(GIVEN RECORDS begins)

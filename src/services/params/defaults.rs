//! 参数默认值解析
//!
//! - 字面量默认值原样返回
//! - `now()` 解析为今天
//! - `now(<±N><单位>)` 解析为今天偏移 N 个单位，单位为 d（天）、m（月）、y（年）
//! - 无法识别的 now 表达式回退为今天，不报错
//!
//! `h` 单位能被偏移表达式匹配，但没有对应的计算分支，同样回退为今天。

use super::format::DEFAULT_DATE_FORMAT;
use chrono::{Days, Local, Months, NaiveDate};
use once_cell::sync::Lazy;
use regex::Regex;
use serde_json::Value;

static OFFSET_RE: Lazy<Regex> =
    Lazy::new(|| Regex::new(r"^([+-]?\d+)([dhmy])").expect("偏移表达式正则必须合法"));

/// 以本地日期解析默认值
pub fn resolve_default(value: &Value) -> Value {
    resolve_default_at(value, Local::now().date_naive())
}

/// 以指定日期为"今天"解析默认值
pub fn resolve_default_at(value: &Value, today: NaiveDate) -> Value {
    let Value::String(raw) = value else {
        return value.clone();
    };

    let Some(inner) = raw
        .strip_prefix("now(")
        .and_then(|rest| rest.strip_suffix(')'))
    else {
        return value.clone();
    };

    let date = evaluate_offset(inner, today).unwrap_or(today);
    Value::String(date.format(DEFAULT_DATE_FORMAT).to_string())
}

/// 计算偏移后的日期，无法计算时返回 None
fn evaluate_offset(expr: &str, today: NaiveDate) -> Option<NaiveDate> {
    let caps = OFFSET_RE.captures(expr)?;
    let amount: i64 = caps[1].parse().ok()?;
    let magnitude = amount.unsigned_abs();

    match &caps[2] {
        "d" => {
            let days = Days::new(magnitude);
            if amount < 0 {
                today.checked_sub_days(days)
            } else {
                today.checked_add_days(days)
            }
        }
        "m" => shift_months(today, amount, magnitude),
        "y" => shift_months(today, amount, magnitude.checked_mul(12)?),
        _ => None,
    }
}

/// 月份偏移，目标月份天数不足时落在月末
fn shift_months(today: NaiveDate, sign: i64, months: u64) -> Option<NaiveDate> {
    let months = Months::new(u32::try_from(months).ok()?);
    if sign < 0 {
        today.checked_sub_months(months)
    } else {
        today.checked_add_months(months)
    }
}
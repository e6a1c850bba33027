//! 查询模板的词法安全检查
//!
//! 只做关键字扫描，不解析 SQL：出现在字符串字面量或标识符中的整词同样会被拒绝。

use once_cell::sync::Lazy;
use regex::Regex;

/// 禁止出现的整词关键字
const DENIED_KEYWORDS: &[&str] = &[
    "DROP", "DELETE", "UPDATE", "INSERT", "ALTER", "CREATE", "TRUNCATE", "GRANT", "REVOKE",
    "EXEC", "EXECUTE",
];

/// 禁止出现的扩展存储过程前缀，匹配以其开头的任意单词
const DENIED_PREFIXES: &[&str] = &["XP_", "SP_"];

static DENY_LIST: Lazy<Vec<(&'static str, Regex)>> = Lazy::new(|| {
    let words = DENIED_KEYWORDS
        .iter()
        .map(|kw| (*kw, format!(r"(?i)\b{kw}\b")));
    let prefixes = DENIED_PREFIXES
        .iter()
        .map(|p| (*p, format!(r"(?i)\b{p}\w*")));

    words
        .chain(prefixes)
        .filter_map(|(kw, pattern)| match Regex::new(&pattern) {
            Ok(re) => Some((kw, re)),
            Err(e) => {
                tracing::error!(keyword = kw, error = %e, "安全检查正则编译失败");
                None
            }
        })
        .collect()
});

static TABLE_RE: Lazy<Regex> = Lazy::new(|| {
    Regex::new(r"(?i)\b(?:FROM|JOIN)\s+(?:(\w+)\.)?(\w+)").expect("表名提取正则必须合法")
});

/// 扫描查询模板，返回第一个命中的禁用关键字
///
/// 前缀类命中返回实际出现的单词（大写），便于定位。
pub fn find_denied_keyword(query: &str) -> Option<String> {
    DENY_LIST.iter().find_map(|(kw, re)| {
        re.find(query).map(|m| {
            if kw.ends_with('_') {
                m.as_str().to_uppercase()
            } else {
                kw.to_string()
            }
        })
    })
}

/// 提取 FROM/JOIN 之后引用的表名（小写、去重、按出现顺序）
///
/// 带模式前缀的表名（如 `main.sales`）只取表名部分。
///
/// # 示例
///
/// ```rust
/// let tables = extract_tables("SELECT * FROM sales s JOIN regions r ON s.rid = r.id");
/// assert_eq!(tables, vec!["sales", "regions"]);
/// ```
pub fn extract_tables(query: &str) -> Vec<String> {
    let mut tables = Vec::new();

    for cap in TABLE_RE.captures_iter(query) {
        if let Some(table_match) = cap.get(2) {
            let table_name = table_match.as_str().to_lowercase();
            if !tables.contains(&table_name) {
                tables.push(table_name);
            }
        }
    }

    tables
}

/// 返回第一个不在白名单中的表（白名单为空时不限制，大小写不敏感）
pub fn find_disallowed_table(query: &str, allowed: &[String]) -> Option<String> {
    if allowed.is_empty() {
        return None;
    }

    extract_tables(query)
        .into_iter()
        .find(|table| !allowed.iter().any(|a| a.eq_ignore_ascii_case(table)))
}
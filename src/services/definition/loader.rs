//! 报表定义文件加载
//!
//! 目录下的 `*.json` / `*.toml` 按路径排序逐个读取，其它扩展名忽略。
//! 任一文件结构无效或未通过安全检查，整批加载失败。

use super::safety::{find_denied_keyword, find_disallowed_table};
use crate::core::error::ConfigError;
use crate::data::managers::{JsonManager, TomlManager};
use crate::models::ReportDefinition;
use std::collections::HashMap;
use std::fs;
use std::path::{Path, PathBuf};
use std::sync::Arc;

/// 按名称索引的定义集合
pub type DefinitionSet = HashMap<String, Arc<ReportDefinition>>;

/// 定义文件格式
#[derive(Debug, Clone, Copy, PartialEq, Eq)]
pub enum DefinitionFormat {
    Json,
    Toml,
}

impl DefinitionFormat {
    /// 根据扩展名识别格式（忽略大小写）
    pub fn from_path(path: &Path) -> Option<Self> {
        let ext = path.extension()?.to_str()?.to_ascii_lowercase();
        match ext.as_str() {
            "json" => Some(DefinitionFormat::Json),
            "toml" => Some(DefinitionFormat::Toml),
            _ => None,
        }
    }
}

/// 列出目录下的定义文件（已排序）
pub fn definition_files(dir: &Path) -> Result<Vec<PathBuf>, ConfigError> {
    let to_err = |source| ConfigError::Directory {
        path: dir.to_path_buf(),
        source,
    };

    let mut files = Vec::new();
    for entry in fs::read_dir(dir).map_err(to_err)? {
        let path = entry.map_err(to_err)?.path();
        if path.is_file() && DefinitionFormat::from_path(&path).is_some() {
            files.push(path);
        }
    }
    files.sort();
    Ok(files)
}

/// 校验单个定义：必填字段、禁用关键字、表白名单
pub fn validate_definition(def: &ReportDefinition, source: &Path) -> Result<(), ConfigError> {
    if def.name.trim().is_empty() {
        return Err(ConfigError::MissingField {
            path: source.to_path_buf(),
            field: "name",
        });
    }
    if def.query.trim().is_empty() {
        return Err(ConfigError::MissingField {
            path: source.to_path_buf(),
            field: "query",
        });
    }

    if let Some(keyword) = find_denied_keyword(&def.query) {
        return Err(ConfigError::UnsafeSql {
            report: def.name.clone(),
            keyword,
        });
    }

    if let Some(table) = find_disallowed_table(&def.query, def.allowed_tables()) {
        return Err(ConfigError::TableNotAllowed {
            report: def.name.clone(),
            table,
        });
    }

    Ok(())
}

/// 定义加载器
#[derive(Debug, Default, Clone)]
pub struct DefinitionLoader {
    json: JsonManager,
    toml: TomlManager,
}

impl DefinitionLoader {
    pub fn new() -> Self {
        Self::default()
    }

    /// 读取并校验单个定义文件
    ///
    /// 不支持的扩展名返回 `Ok(None)`。
    pub fn load_file(&self, path: &Path) -> Result<Option<ReportDefinition>, ConfigError> {
        let def: ReportDefinition = match DefinitionFormat::from_path(path) {
            Some(DefinitionFormat::Json) => self.json.read_as(path)?,
            Some(DefinitionFormat::Toml) => self.toml.read_as(path)?,
            None => return Ok(None),
        };

        validate_definition(&def, path)?;
        Ok(Some(def))
    }

    /// 加载目录下全部定义，构建新的定义集合
    ///
    /// 名称重复视为配置错误，报告两个来源文件。
    pub fn load_dir(&self, dir: &Path) -> Result<DefinitionSet, ConfigError> {
        let mut set = DefinitionSet::new();
        let mut sources: HashMap<String, PathBuf> = HashMap::new();

        for path in definition_files(dir)? {
            let Some(def) = self.load_file(&path)? else {
                continue;
            };

            if let Some(first) = sources.get(&def.name) {
                return Err(ConfigError::DuplicateName {
                    name: def.name.clone(),
                    first: first.clone(),
                    second: path,
                });
            }

            tracing::debug!(report = %def.name, path = ?path, "已读取报表定义");
            sources.insert(def.name.clone(), path);
            set.insert(def.name.clone(), Arc::new(def));
        }

        Ok(set)
    }
}
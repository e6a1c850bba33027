// report-engine - 加载报表定义并输出可用报表
//
// 用法：report-engine [配置文件.toml] [describe <报表 ID>]
//
// 未接入数据源，查询执行器始终返回错误；开启 watch_definitions 时持续监听定义目录直到 Ctrl+C。

use report_engine::core::init_logger;
use report_engine::models::config::EngineConfig;
use report_engine::services::report::{ReportService, UnconfiguredExecutor};
use std::path::Path;
use std::sync::Arc;

fn load_config(path: Option<&str>) -> anyhow::Result<EngineConfig> {
    let mut config = match path {
        Some(path) => EngineConfig::from_file(Path::new(path))?,
        None => EngineConfig::default(),
    };
    config.apply_env();
    Ok(config)
}

#[tokio::main]
async fn main() -> anyhow::Result<()> {
    let args: Vec<String> = std::env::args().skip(1).collect();
    let (config_path, command) = match args.first().map(String::as_str) {
        Some("describe") | None => (None, args.as_slice()),
        Some(path) => (Some(path), &args[1..]),
    };

    let config = load_config(config_path)?;

    if let Err(e) = init_logger(&config.log) {
        // 日志系统初始化失败时使用 eprintln!（因为 tracing 还不可用）
        eprintln!("WARNING: Failed to initialize logging system: {}", e);
    }
    tracing::info!(dir = ?config.definitions_dir, "报表引擎启动");

    let service = ReportService::new(config.clone(), Arc::new(UnconfiguredExecutor))?;

    match command {
        [cmd, id] if cmd == "describe" => {
            let summary = service.describe(id)?;
            println!("{}", serde_json::to_string_pretty(&summary)?);
        }
        [] => {
            println!("{}", serde_json::to_string_pretty(&service.list_available())?);
        }
        other => anyhow::bail!("未知命令: {}", other.join(" ")),
    }

    if config.watch_definitions {
        let _watcher = service.watch_definitions()?;
        tracing::info!("正在监听定义目录，按 Ctrl+C 退出");
        tokio::signal::ctrl_c().await?;
    }

    service.shutdown();
    Ok(())
}
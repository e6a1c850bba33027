//! 参数类型校验器
//!
//! 每种声明类型对应一个实现 [`ParamValidator`] 的校验器，按 [`ParamType`] 分派。
//! 新增类型时新增校验器，而不是扩展共享分支。

use super::format::{
    parse_date, parse_datetime, DEFAULT_DATETIME_TEMPLATE, DEFAULT_DATE_TEMPLATE,
};
use crate::core::error::ValidationError;
use crate::models::{ParamType, ParamValue, ParameterSpec};
use regex::Regex;
use serde_json::Value;

/// 单一类型的参数校验能力
pub trait ParamValidator: Send + Sync {
    /// 校验调用方提供的值并转换为类型化的值
    fn validate(&self, spec: &ParameterSpec, raw: &Value) -> Result<ParamValue, ValidationError>;

    /// 将解析后的默认值标记为该类型（不做约束校验）
    ///
    /// 能按类型转换时转换，否则宽松保留。
    fn tag_default(&self, spec: &ParameterSpec, resolved: &Value) -> ParamValue {
        self.validate(&ParameterSpec::new(spec.name.clone(), spec.kind.clone()), resolved)
            .unwrap_or_else(|_| ParamValue::from_json_loose(resolved))
    }
}

/// 按声明类型取校验器，不支持的类型返回 None
pub fn validator_for(kind: &ParamType) -> Option<&'static dyn ParamValidator> {
    static DATE: DateValidator = DateValidator { with_time: false };
    static DATETIME: DateValidator = DateValidator { with_time: true };
    static STRING: StringValidator = StringValidator;
    static INT: IntValidator = IntValidator;
    static FLOAT: FloatValidator = FloatValidator;
    static BOOL: BoolValidator = BoolValidator;
    static ENUM: EnumValidator = EnumValidator;

    match kind {
        ParamType::Date => Some(&DATE),
        ParamType::DateTime => Some(&DATETIME),
        ParamType::String => Some(&STRING),
        ParamType::Int => Some(&INT),
        ParamType::Float => Some(&FLOAT),
        ParamType::Bool => Some(&BOOL),
        ParamType::Enum => Some(&ENUM),
        ParamType::Unsupported(_) => None,
    }
}

fn wrong_type(spec: &ParameterSpec, expected: &'static str) -> ValidationError {
    ValidationError::WrongType {
        name: spec.name.clone(),
        expected,
    }
}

(GIVEN RECORDS ends)

__TASK TO COMPLETE__: Using the records above, repeat exactly the lines from the first one through the line with "static OFFSET_RE: Lazy<Regex>".

__THE COMPLETED TASK__:
filename src/services/params/defaults.rs
//! 参数默认值解析
//!
//! - 字面量默认值原样返回
//! - `now()` 解析为今天
//! - `now(<±N><单位>)` 解析为今天偏移 N 个单位，单位为 d（天）、m（月）、y（年）
//! - 无法识别的 now 表达式回退为今天，不报错
//!
//! `h` 单位能被偏移表达式匹配，但没有对应的计算分支，同样回退为今天。

use super::format::DEFAULT_DATE_FORMAT;
use chrono::{Days, Local, Months, NaiveDate};
use once_cell::sync::Lazy;
use regex::Regex;
use serde_json::Value;

static OFFSET_RE: Lazy<Regex> =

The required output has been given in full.